WHAT IS EXPECTED>
If a line holds the word "impl", copy it from the entries.

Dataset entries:
────────

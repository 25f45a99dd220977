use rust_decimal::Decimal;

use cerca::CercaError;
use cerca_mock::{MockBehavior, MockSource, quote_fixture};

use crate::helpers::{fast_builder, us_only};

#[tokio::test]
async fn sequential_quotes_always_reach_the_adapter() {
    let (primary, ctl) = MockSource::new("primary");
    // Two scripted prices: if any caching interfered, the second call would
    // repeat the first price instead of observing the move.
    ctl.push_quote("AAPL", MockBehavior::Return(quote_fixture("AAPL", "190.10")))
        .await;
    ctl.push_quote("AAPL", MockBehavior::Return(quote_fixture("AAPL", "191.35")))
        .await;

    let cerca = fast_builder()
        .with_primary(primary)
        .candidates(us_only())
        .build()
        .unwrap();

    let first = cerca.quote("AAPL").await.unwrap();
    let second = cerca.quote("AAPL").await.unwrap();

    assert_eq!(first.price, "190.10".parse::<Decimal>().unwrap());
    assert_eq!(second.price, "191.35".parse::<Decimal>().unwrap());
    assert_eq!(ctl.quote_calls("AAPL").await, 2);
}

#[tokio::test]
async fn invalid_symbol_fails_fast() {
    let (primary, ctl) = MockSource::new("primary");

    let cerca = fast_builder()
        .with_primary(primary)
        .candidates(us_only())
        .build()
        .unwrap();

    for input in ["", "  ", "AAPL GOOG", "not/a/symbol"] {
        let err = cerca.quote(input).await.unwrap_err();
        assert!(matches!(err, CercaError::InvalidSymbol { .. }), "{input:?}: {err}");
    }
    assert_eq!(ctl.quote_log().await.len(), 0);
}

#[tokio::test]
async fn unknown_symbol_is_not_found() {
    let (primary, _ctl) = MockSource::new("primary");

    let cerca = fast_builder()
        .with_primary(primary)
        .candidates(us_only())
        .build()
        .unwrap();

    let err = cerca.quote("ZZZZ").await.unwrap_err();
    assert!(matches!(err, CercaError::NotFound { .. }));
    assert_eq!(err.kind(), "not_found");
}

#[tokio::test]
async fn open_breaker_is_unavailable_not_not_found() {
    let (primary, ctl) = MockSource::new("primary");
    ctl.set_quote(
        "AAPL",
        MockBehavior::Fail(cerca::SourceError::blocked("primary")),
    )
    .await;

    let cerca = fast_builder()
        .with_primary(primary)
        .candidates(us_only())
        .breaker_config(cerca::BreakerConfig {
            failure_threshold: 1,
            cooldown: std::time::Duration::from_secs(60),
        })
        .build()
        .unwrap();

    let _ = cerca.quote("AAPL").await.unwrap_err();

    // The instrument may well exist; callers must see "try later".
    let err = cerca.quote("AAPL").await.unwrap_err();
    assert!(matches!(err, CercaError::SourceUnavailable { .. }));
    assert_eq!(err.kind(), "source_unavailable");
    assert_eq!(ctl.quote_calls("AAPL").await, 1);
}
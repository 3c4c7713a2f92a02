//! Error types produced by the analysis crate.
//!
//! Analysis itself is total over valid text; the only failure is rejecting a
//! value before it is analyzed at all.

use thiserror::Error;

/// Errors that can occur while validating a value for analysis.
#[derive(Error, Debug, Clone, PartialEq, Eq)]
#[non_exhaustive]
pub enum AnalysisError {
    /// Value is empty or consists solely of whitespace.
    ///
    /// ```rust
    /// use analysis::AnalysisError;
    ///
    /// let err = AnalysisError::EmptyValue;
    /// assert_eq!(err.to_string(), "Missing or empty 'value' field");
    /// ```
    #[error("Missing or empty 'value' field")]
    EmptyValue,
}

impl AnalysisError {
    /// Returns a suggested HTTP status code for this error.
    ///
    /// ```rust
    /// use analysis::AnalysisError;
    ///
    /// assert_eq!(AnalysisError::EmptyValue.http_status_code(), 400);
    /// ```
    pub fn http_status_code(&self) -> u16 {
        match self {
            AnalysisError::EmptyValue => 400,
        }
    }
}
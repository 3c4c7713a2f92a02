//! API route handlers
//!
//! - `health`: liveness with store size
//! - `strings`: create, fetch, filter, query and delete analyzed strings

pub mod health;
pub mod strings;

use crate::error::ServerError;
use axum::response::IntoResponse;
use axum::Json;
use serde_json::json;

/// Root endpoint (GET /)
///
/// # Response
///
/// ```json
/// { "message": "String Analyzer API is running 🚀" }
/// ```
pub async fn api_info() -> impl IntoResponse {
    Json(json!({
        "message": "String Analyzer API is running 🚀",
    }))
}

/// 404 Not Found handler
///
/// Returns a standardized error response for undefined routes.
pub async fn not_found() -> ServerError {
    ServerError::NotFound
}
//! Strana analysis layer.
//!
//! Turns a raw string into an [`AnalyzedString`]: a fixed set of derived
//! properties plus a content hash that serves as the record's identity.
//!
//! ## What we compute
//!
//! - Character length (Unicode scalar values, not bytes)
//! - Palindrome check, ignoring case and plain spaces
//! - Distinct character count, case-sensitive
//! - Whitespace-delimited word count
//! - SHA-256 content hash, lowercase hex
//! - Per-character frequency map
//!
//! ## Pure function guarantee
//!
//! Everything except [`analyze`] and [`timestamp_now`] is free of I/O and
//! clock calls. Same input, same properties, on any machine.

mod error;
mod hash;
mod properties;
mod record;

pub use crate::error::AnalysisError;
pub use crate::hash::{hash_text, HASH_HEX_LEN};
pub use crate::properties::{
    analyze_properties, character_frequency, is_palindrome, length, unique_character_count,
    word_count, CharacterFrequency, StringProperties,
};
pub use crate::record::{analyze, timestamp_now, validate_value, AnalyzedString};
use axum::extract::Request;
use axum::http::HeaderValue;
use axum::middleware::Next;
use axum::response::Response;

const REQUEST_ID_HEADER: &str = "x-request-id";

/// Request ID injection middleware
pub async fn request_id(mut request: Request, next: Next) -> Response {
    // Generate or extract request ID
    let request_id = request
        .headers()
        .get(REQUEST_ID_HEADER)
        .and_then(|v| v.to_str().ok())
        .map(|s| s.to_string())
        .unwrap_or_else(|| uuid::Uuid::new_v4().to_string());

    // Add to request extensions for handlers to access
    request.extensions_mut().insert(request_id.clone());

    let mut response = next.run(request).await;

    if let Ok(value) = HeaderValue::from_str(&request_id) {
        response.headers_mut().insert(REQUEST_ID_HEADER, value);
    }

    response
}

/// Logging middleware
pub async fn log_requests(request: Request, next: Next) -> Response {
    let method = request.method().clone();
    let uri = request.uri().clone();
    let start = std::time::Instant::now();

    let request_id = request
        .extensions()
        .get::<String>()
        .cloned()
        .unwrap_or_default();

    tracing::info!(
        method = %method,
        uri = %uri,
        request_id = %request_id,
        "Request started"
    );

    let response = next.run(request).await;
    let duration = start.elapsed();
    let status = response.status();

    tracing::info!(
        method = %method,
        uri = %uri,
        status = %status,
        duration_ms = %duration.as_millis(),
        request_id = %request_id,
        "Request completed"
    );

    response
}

────────

WRITTEN ANSWER>
impl AnalysisError {
pub async fn api_info() -> impl IntoResponse {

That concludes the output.